◆ Assigned task: Among the entries below, find every line that contains the string "TransportResult", then copy it.

◆ Records provided:
────────────────

//! HTTP transport over reqwest

use crate::error::{TransportError, TransportResult};
use crate::{StreamingResponse, Transport};
use async_trait::async_trait;
use futures_util::StreamExt;
use sofa_protocol::{Body, Method, Request, Response};
use std::time::Duration;
use tracing::debug;

/// Default `User-Agent` header
pub const DEFAULT_USER_AGENT: &str = concat!("sofa/", env!("CARGO_PKG_VERSION"));

/// Transport speaking HTTP to a server base URL
#[derive(Clone, Debug)]
pub struct HttpTransport {
    client: reqwest::Client,
    base_url: String,
    request_timeout: Option<Duration>,
}

impl HttpTransport {
    pub fn new(base_url: &str) -> TransportResult<Self> {
        Self::with_options(base_url, None, DEFAULT_USER_AGENT)
    }

    /// Create a transport with a per-request timeout for buffered requests.
    ///
    /// Streamed requests are never subject to `request_timeout`; their
    /// lifetime is governed by the caller.
    pub fn with_options(
        base_url: &str,
        request_timeout: Option<Duration>,
        user_agent: &str,
    ) -> TransportResult<Self> {
        let client = reqwest::Client::builder()
            .user_agent(user_agent)
            .pool_idle_timeout(Duration::from_secs(90))
            .build()?;
        Self::with_client(client, base_url, request_timeout)
    }

    /// Wrap an existing reqwest client
    pub fn with_client(
        client: reqwest::Client,
        base_url: &str,
        request_timeout: Option<Duration>,
    ) -> TransportResult<Self> {
        let url = reqwest::Url::parse(base_url)
            .map_err(|e| TransportError::InvalidRequest(format!("{}: {}", base_url, e)))?;
        if !matches!(url.scheme(), "http" | "https") {
            return Err(TransportError::InvalidRequest(format!(
                "unsupported scheme: {}",
                url.scheme()
            )));
        }

        Ok(Self {
            client,
            base_url: base_url.trim_end_matches('/').to_string(),
            request_timeout,
        })
    }

    pub fn base_url(&self) -> &str {
        &self.base_url
    }

    /// Absolute URL of a request
    pub fn url_for(&self, request: &Request) -> String {
        format!("{}{}", self.base_url, request.path_and_query())
    }

    async fn send(
        &self,
        request: Request,
        timeout: Option<Duration>,
    ) -> TransportResult<reqwest::Response> {
        let url = self.url_for(&request);
        debug!(method = %request.method, url = %url, "sending request");

        let method = match request.method {
            Method::Get => reqwest::Method::GET,
            Method::Head => reqwest::Method::HEAD,
            Method::Post => reqwest::Method::POST,
            Method::Put => reqwest::Method::PUT,
            Method::Delete => reqwest::Method::DELETE,
        };

        let mut builder = self
            .client
            .request(method, url)
            .header(reqwest::header::ACCEPT, "application/json");
        if let Some(timeout) = timeout {
            builder = builder.timeout(timeout);
        }
        if let Some(content_type) = request.body.content_type() {
            builder = builder.header(reqwest::header::CONTENT_TYPE, content_type);
        }
        if let Body::Json(bytes) | Body::Form(bytes) = request.body {
            builder = builder.body(bytes);
        }

        Ok(builder.send().await?)
    }
}

fn content_type(resp: &reqwest::Response) -> Option<String> {
    resp.headers()
        .get(reqwest::header::CONTENT_TYPE)
        .and_then(|v| v.to_str().ok())
        .map(str::to_string)
}

#[async_trait]
impl Transport for HttpTransport {
    async fn execute(&self, request: Request) -> TransportResult<Response> {
        let resp = self.send(request, self.request_timeout).await?;
        let status = resp.status().as_u16();
        let content_type = content_type(&resp);
        let body = resp.bytes().await?;
        debug!(status, bytes = body.len(), "response received");
        Ok(Response::new(status, content_type, body))
    }

    async fn open_stream(&self, request: Request) -> TransportResult<StreamingResponse> {
        let resp = self.send(request, None).await?;
        let status = resp.status().as_u16();
        let content_type = content_type(&resp);
        debug!(status, "stream opened");

        let body = resp
            .bytes_stream()
            .map(|chunk| chunk.map_err(TransportError::from))
            .boxed();

        Ok(StreamingResponse {
            status,
            content_type,
            body,
        })
    }
}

────────────────

◆ Answer box:
use crate::error::{TransportError, TransportResult};
    pub fn new(base_url: &str) -> TransportResult<Self> {
    ) -> TransportResult<Self> {
    ) -> TransportResult<Self> {
    ) -> TransportResult<reqwest::Response> {
    async fn execute(&self, request: Request) -> TransportResult<Response> {
    async fn open_stream(&self, request: Request) -> TransportResult<StreamingResponse> {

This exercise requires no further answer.